» TASK GOAL
Show, from the entries below, every line in which "ValidationResult" appears.

┌─ RECORDS FOR THE TASK

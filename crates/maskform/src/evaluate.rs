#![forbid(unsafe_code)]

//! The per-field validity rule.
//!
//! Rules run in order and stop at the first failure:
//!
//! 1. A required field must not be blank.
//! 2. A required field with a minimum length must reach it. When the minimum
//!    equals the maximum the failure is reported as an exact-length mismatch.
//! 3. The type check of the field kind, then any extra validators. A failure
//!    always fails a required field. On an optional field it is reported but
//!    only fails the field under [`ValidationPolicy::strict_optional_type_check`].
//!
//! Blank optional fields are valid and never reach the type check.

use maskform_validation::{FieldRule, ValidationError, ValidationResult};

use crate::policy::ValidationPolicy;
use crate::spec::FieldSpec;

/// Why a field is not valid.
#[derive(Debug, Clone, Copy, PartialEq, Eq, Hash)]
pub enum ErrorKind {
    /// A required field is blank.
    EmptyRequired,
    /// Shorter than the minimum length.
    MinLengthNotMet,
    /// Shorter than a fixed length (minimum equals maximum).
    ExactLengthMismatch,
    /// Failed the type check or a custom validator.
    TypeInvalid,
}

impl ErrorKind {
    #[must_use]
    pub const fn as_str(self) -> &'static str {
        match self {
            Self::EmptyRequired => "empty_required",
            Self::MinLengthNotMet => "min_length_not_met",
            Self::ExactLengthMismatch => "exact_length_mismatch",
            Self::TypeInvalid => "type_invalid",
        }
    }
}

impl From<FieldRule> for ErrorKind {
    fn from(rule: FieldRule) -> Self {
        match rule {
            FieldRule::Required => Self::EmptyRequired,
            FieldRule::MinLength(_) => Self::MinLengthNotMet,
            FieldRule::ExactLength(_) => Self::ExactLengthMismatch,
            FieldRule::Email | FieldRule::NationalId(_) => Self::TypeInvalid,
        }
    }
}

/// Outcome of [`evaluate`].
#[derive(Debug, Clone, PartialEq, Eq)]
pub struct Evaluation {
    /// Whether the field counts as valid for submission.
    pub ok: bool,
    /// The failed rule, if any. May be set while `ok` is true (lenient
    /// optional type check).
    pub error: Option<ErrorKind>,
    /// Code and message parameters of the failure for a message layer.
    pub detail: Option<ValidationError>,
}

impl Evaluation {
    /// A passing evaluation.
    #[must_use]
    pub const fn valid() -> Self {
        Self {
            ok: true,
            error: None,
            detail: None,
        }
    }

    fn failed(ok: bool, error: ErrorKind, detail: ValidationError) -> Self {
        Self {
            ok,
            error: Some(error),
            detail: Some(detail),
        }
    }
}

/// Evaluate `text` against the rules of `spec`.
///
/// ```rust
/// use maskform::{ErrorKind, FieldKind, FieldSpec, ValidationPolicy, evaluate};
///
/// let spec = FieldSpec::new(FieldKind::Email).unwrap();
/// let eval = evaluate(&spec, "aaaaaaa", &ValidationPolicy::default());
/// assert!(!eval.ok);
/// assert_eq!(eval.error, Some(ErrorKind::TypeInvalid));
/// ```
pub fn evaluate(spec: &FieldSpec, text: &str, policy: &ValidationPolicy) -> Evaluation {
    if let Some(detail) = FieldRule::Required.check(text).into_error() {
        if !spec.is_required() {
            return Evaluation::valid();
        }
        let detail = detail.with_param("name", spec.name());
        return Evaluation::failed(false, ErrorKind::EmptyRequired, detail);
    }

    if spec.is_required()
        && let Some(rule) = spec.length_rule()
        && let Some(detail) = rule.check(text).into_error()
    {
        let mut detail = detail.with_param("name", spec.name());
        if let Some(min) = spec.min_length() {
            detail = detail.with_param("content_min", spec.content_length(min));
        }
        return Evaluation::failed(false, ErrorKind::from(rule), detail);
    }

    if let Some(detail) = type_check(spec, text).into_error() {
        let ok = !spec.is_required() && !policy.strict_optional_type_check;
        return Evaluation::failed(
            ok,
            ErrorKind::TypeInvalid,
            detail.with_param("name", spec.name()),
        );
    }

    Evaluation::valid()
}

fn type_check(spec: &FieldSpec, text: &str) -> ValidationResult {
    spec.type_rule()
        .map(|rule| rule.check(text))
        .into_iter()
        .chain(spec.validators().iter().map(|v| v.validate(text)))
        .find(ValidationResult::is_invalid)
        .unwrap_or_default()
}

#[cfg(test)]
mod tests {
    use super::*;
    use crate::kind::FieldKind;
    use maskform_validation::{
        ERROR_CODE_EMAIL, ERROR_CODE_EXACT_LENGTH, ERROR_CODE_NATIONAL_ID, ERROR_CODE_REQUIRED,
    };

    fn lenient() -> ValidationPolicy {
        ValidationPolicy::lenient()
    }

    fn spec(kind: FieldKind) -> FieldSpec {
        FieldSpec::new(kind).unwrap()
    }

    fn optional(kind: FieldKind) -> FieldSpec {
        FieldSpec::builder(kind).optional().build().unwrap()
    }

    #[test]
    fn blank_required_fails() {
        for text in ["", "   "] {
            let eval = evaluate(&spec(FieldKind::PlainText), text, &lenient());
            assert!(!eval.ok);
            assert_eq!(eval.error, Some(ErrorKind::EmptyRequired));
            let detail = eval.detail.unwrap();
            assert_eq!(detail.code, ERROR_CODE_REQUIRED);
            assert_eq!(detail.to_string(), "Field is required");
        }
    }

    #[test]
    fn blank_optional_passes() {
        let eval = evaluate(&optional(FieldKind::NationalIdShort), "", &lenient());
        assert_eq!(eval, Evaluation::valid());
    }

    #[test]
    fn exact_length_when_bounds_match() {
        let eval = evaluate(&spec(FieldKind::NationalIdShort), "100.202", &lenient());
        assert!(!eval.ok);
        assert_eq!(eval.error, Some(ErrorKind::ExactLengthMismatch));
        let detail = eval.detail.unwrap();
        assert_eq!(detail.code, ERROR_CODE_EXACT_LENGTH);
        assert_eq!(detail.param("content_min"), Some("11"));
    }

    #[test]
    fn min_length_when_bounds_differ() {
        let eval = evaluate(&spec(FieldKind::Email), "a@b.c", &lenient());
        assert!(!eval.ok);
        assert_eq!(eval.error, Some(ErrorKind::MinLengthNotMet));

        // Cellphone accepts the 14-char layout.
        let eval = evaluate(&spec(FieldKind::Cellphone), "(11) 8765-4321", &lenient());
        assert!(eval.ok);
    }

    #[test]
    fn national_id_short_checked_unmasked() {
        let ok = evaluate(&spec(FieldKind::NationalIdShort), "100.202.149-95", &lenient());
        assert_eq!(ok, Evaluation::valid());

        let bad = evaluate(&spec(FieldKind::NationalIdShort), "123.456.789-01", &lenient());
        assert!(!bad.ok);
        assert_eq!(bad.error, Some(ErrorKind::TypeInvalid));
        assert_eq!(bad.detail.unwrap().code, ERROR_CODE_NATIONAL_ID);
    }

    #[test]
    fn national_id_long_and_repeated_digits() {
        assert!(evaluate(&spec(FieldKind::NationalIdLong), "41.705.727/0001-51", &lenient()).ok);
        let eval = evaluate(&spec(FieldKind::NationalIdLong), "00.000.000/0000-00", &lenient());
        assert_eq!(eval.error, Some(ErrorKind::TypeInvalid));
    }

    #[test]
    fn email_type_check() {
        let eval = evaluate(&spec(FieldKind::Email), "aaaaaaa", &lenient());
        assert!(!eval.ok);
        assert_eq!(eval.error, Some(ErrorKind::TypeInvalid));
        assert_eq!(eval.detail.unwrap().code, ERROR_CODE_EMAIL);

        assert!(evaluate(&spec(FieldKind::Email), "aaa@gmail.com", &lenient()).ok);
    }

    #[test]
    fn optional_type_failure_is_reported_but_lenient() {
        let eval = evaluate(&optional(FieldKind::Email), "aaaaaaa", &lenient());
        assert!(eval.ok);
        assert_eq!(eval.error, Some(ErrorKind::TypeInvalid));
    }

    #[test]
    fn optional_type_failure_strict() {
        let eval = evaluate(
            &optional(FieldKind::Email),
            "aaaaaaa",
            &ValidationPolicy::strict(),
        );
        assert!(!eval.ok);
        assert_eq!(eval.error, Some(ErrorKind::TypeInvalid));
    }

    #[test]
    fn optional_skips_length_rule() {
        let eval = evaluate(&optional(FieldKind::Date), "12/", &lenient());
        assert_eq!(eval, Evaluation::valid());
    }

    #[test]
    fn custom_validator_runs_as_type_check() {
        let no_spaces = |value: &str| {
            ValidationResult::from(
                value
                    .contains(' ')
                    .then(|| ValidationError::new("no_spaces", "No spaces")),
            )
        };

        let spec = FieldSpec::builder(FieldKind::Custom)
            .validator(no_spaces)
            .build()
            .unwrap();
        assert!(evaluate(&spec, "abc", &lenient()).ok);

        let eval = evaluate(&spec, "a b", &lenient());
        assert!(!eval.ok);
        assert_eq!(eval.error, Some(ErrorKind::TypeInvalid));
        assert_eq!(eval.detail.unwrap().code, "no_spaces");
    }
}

└─

» RESPONSE BELOW
use maskform_validation::{FieldRule, ValidationError, ValidationResult};
fn type_check(spec: &FieldSpec, text: &str) -> ValidationResult {
        .find(ValidationResult::is_invalid)
            ValidationResult::from(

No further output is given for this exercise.